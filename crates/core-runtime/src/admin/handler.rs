//! The administrative request router
//!
//! Independent of every core's handler table. Holds only a weak reference
//! to the containers so it never keeps them alive.

use std::sync::atomic::{AtomicBool, AtomicU64, Ordering};
use std::sync::{Arc, Weak};

use ch_04_core_cluster::{AttachRequest, ClusterError, HostMode, HostNode};
use core_telemetry::record_request;
use serde::de::DeserializeOwned;
use serde_json::{json, Value as Json};
use shared_types::{ConfigNode, CoreError};
use tracing::{debug, info, warn};

use super::action::{AdminAction, AdminRequest};
use crate::container::{CoreContainers, DEFAULT_ROLE};
use crate::cores::CoreDescriptor;
use crate::error::{AdminError, AdminResult};

pub struct CoreAdmin {
    containers: Weak<CoreContainers>,
    closed: AtomicBool,
    requests: AtomicU64,
}

impl CoreAdmin {
    pub fn new(containers: Weak<CoreContainers>) -> Self {
        info!("[admin] Core admin created");
        Self {
            containers,
            closed: AtomicBool::new(false),
            requests: AtomicU64::new(0),
        }
    }

    pub fn is_closed(&self) -> bool {
        self.closed.load(Ordering::Acquire)
    }

    pub fn requests(&self) -> u64 {
        self.requests.load(Ordering::Relaxed)
    }

    /// Refuse further requests. Idempotent.
    pub fn shutdown(&self) {
        if !self.closed.swap(true, Ordering::AcqRel) {
            info!(requests = self.requests(), "[admin] Core admin shut down");
        }
    }

    fn containers(&self) -> AdminResult<Arc<CoreContainers>> {
        if self.is_closed() {
            return Err(AdminError::Unavailable);
        }
        self.containers.upgrade().ok_or(AdminError::Unavailable)
    }

    pub fn handle(&self, request: &AdminRequest) -> AdminResult<Json> {
        self.requests.fetch_add(1, Ordering::Relaxed);
        let result = self.dispatch(request);
        record_request("admin", result.is_ok());
        match &result {
            Ok(_) => debug!(action = %request.action, "[admin] Request handled"),
            Err(e) => warn!(action = %request.action, error = %e, "[admin] Request failed"),
        }
        result
    }

    fn dispatch(&self, request: &AdminRequest) -> AdminResult<Json> {
        let containers = self.containers()?;
        let cluster = containers.cluster();
        let secret = request.secret.as_deref();

        match request.action {
            AdminAction::Status => Ok(match request.param("core") {
                Some(name) => {
                    let core = containers
                        .get_core(name)
                        .ok_or_else(|| CoreError::NotFound(format!("core '{name}'")))?;
                    core.describe().to_json()
                }
                None => containers.status().to_json(),
            }),
            AdminAction::Reload => {
                let name = request.require("core")?;
                containers.container_of(name)?.reload(name)?;
                Ok(done(request.action, name))
            }
            AdminAction::Unload => {
                let name = request.require("core")?;
                containers.container_of(name)?.unload(name)?;
                Ok(done(request.action, name))
            }
            AdminAction::Swap => {
                let a = request.require("core")?;
                let b = request.require("other")?;
                let container = containers.container_of(a)?;
                if !container.knows(b) {
                    return Err(CoreError::NotFound(format!("core '{b}' in role '{}'", container.role())).into());
                }
                container.swap(a, b)?;
                Ok(done(request.action, a))
            }
            AdminAction::Rename => {
                let old = request.require("core")?;
                let new = request.require("other")?;
                containers.container_of(old)?.rename(old, new)?;
                Ok(done(request.action, new))
            }
            AdminAction::Create => {
                let descriptor = descriptor_from_request(request)?;
                let name = descriptor.name().to_string();
                containers
                    .add_container(descriptor.role())
                    .create(descriptor)?;
                Ok(done(request.action, &name))
            }
            AdminAction::Monitors => Ok(containers.monitors().snapshot().to_json()),
            AdminAction::Cluster => Ok(cluster.describe().to_json()),
            AdminAction::Ping => {
                let node = cluster.handle_ping(secret, request.cluster_id.as_deref())?;
                to_json(&node)
            }
            AdminAction::Join => {
                let caller: HostNode = decode_body(request)?;
                let hosts = cluster.handle_join(secret, caller)?;
                to_json(&hosts)
            }
            AdminAction::Attach => {
                let attach: AttachRequest = decode_body(request)?;
                let node = cluster.handle_attach(secret, attach)?;
                to_json(&node)
            }
            AdminAction::Hosts => {
                let mode = request
                    .param("mode")
                    .map(str::parse::<HostMode>)
                    .transpose()
                    .map_err(|message| ClusterError::Config {
                        context: "mode".into(),
                        message,
                    })?;
                let hosts = cluster.handle_hosts(secret, mode)?;
                to_json(&hosts)
            }
        }
    }
}

fn done(action: AdminAction, core: &str) -> Json {
    json!({ "action": action.as_str(), "core": core, "status": "OK" })
}

fn to_json<T: serde::Serialize>(value: &T) -> AdminResult<Json> {
    serde_json::to_value(value)
        .map_err(|e| CoreError::config("response", format!("encode failed: {e}")).into())
}

fn decode_body<T: DeserializeOwned>(request: &AdminRequest) -> AdminResult<T> {
    let body = request.body.clone().ok_or(AdminError::MissingParam("body"))?;
    serde_json::from_value(body).map_err(|e| {
        AdminError::from(CoreError::config(
            format!("{} body", request.action),
            format!("decode failed: {e}"),
        ))
    })
}

/// `CREATE` parameters: `core`, `role`, `instance_dir`, `data_dir`,
/// `config`, `factory`. A JSON body with a `plugins` array is used as the
/// core's inline configuration.
fn descriptor_from_request(request: &AdminRequest) -> AdminResult<CoreDescriptor> {
    let name = request.require("core")?;
    let role = request.param("role").unwrap_or(DEFAULT_ROLE);

    let mut entry = toml::Table::new();
    entry.insert("name".into(), toml::Value::String(name.to_string()));
    for key in ["instance_dir", "data_dir", "config", "factory"] {
        if let Some(value) = request.param(key) {
            entry.insert(key.into(), toml::Value::String(value.to_string()));
        }
    }
    if let Some(plugins) = request.body.as_ref().and_then(|b| b.get("plugins")) {
        let plugins: toml::Value = serde_json::from_value(plugins.clone())
            .map_err(|e| CoreError::config("CREATE body", format!("invalid plugins: {e}")))?;
        entry.insert("plugins".into(), plugins);
    }
    let text = toml::to_string(&entry)
        .map_err(|e| CoreError::config("CREATE", format!("encode failed: {e}")))?;
    let node = ConfigNode::parse("admin:CREATE", &text)?;
    let descriptor = CoreDescriptor::from_config(role, &node)?;
    Ok(descriptor)
}

impl std::fmt::Debug for CoreAdmin {
    fn fmt(&self, f: &mut std::fmt::Formatter<'_>) -> std::fmt::Result {
        f.debug_struct("CoreAdmin")
            .field("closed", &self.is_closed())
            .field("requests", &self.requests())
            .finish()
    }
}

▶ Exercise brief
Pull out each line of the entries that contains "describe".

▶ Result
                    core.describe().to_json()
            AdminAction::Cluster => Ok(cluster.describe().to_json()),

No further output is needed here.